WHAT IS NEEDED
Scan the data below for the string "before". Copy every line where it appears.

SUPPLIED MATERIAL
// src/detector/whale.rs

//! # Whale Flow Tracker
//!
//! Accumulates large-trade flow per `(chain, asset)` so the confidence scorer
//! can bias candidates aligned with recent whale buying pressure. Flows decay
//! by TTL; a whale trade from five minutes ago says nothing about the next
//! block.
//!
//! Asset matching is exact `Asset` equality. "ETH" flow never biases a "WETH"
//! candidate; if the ingestion layer considers them fungible it must normalize
//! before this boundary.

use crate::confidence::WhaleSignal;
use crate::errors::ValidationError;
use crate::types::{Asset, ChainId, SwapEvent};
use dashmap::DashMap;
use std::time::{Duration, Instant};
use tracing::{debug, info};

#[derive(Debug, Clone, Copy)]
struct FlowStat {
    usd: f64,
    last_seen: Instant,
}

#[derive(Debug)]
pub struct WhaleTracker {
    flows: DashMap<(u64, Asset), FlowStat>,
    ttl: Duration,
}

impl WhaleTracker {
    pub fn new(ttl: Duration) -> Self {
        Self { flows: DashMap::new(), ttl }
    }

    /// Records a swap if it clears the chain's whale threshold. Flow is
    /// attributed to the asset being bought (`token_out`).
    pub fn record(&self, swap: &SwapEvent, threshold_usd: f64) -> Result<bool, ValidationError> {
        if !swap.usd_value.is_finite() || swap.usd_value < 0.0 {
            return Err(ValidationError::NonFiniteUsd(swap.token_out.clone()));
        }
        if swap.usd_value < threshold_usd {
            return Ok(false);
        }
        let key = (swap.chain.0, swap.token_out.clone());
        let now = Instant::now();
        let mut entry = self.flows.entry(key).or_insert(FlowStat { usd: 0.0, last_seen: now });
        // Restart accumulation if the previous flow has aged out.
        if now.duration_since(entry.last_seen) >= self.ttl {
            entry.usd = 0.0;
        }
        entry.usd += swap.usd_value;
        entry.last_seen = now;
        info!(
            chain = %swap.chain,
            asset = %swap.token_out,
            trade_usd = swap.usd_value,
            accumulated_usd = entry.usd,
            tx = %swap.tx_hash,
            "Whale flow recorded"
        );
        Ok(true)
    }

    /// Live whale flow aligned with `asset`, if any remains within the TTL.
    pub fn signal(&self, chain: ChainId, asset: &Asset) -> Option<WhaleSignal> {
        let entry = self.flows.get(&(chain.0, asset.clone()))?;
        if entry.last_seen.elapsed() >= self.ttl {
            return None;
        }
        Some(WhaleSignal { asset: asset.clone(), flow_usd: entry.usd })
    }

    /// Drops aged-out flows. Called from the detector's housekeeping tick.
    pub fn prune(&self) {
        let before = self.flows.len();
        self.flows.retain(|_, stat| stat.last_seen.elapsed() < self.ttl);
        let removed = before - self.flows.len();
        if removed > 0 {
            debug!(removed, "Pruned expired whale flows");
        }
    }
}

#[cfg(test)]
mod tests {
    use super::*;
    use crate::types::DexId;
    use ethers::types::{H256, U256};

    fn swap(token_out: &str, usd: f64) -> SwapEvent {
        SwapEvent {
            chain: ChainId(1),
            dex: DexId::new("uni"),
            token_in: Asset::new("USDC"),
            token_out: Asset::new(token_out),
            amount_in: U256::from(1_000_000u64),
            usd_value: usd,
            sequence: 1,
            tx_hash: H256::repeat_byte(0xab),
            observed_at: Instant::now(),
        }
    }

    #[test]
    fn below_threshold_trades_are_ignored() {
        let t = WhaleTracker::new(Duration::from_secs(60));
        assert!(!t.record(&swap("WETH", 10_000.0), 250_000.0).unwrap());
        assert!(t.signal(ChainId(1), &Asset::new("WETH")).is_none());
    }

    #[test]
    fn flow_accumulates_per_asset() {
        let t = WhaleTracker::new(Duration::from_secs(60));
        t.record(&swap("WETH", 300_000.0), 250_000.0).unwrap();
        t.record(&swap("WETH", 400_000.0), 250_000.0).unwrap();
        let sig = t.signal(ChainId(1), &Asset::new("WETH")).unwrap();
        assert!((sig.flow_usd - 700_000.0).abs() < 1e-6);
    }

    #[test]
    fn matching_is_exact_asset_identity() {
        let t = WhaleTracker::new(Duration::from_secs(60));
        t.record(&swap("ETH", 500_000.0), 250_000.0).unwrap();
        assert!(t.signal(ChainId(1), &Asset::new("WETH")).is_none());
        assert!(t.signal(ChainId(1), &Asset::new("ETH")).is_some());
        // A different chain sees nothing either.
        assert!(t.signal(ChainId(42161), &Asset::new("ETH")).is_none());
    }

    #[test]
    fn non_finite_notional_is_rejected() {
        let t = WhaleTracker::new(Duration::from_secs(60));
        let err = t.record(&swap("WETH", f64::NAN), 250_000.0).unwrap_err();
        assert!(matches!(err, ValidationError::NonFiniteUsd(_)));
        let err = t.record(&swap("WETH", -5.0), 250_000.0).unwrap_err();
        assert!(matches!(err, ValidationError::NonFiniteUsd(_)));
    }

    #[test]
    fn expired_flow_yields_no_signal() {
        let t = WhaleTracker::new(Duration::ZERO);
        t.record(&swap("WETH", 500_000.0), 250_000.0).unwrap();
        assert!(t.signal(ChainId(1), &Asset::new("WETH")).is_none());
        t.prune();
    }
}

ANSWER SECTION
//! before this boundary.
        let before = self.flows.len();
        let removed = before - self.flows.len();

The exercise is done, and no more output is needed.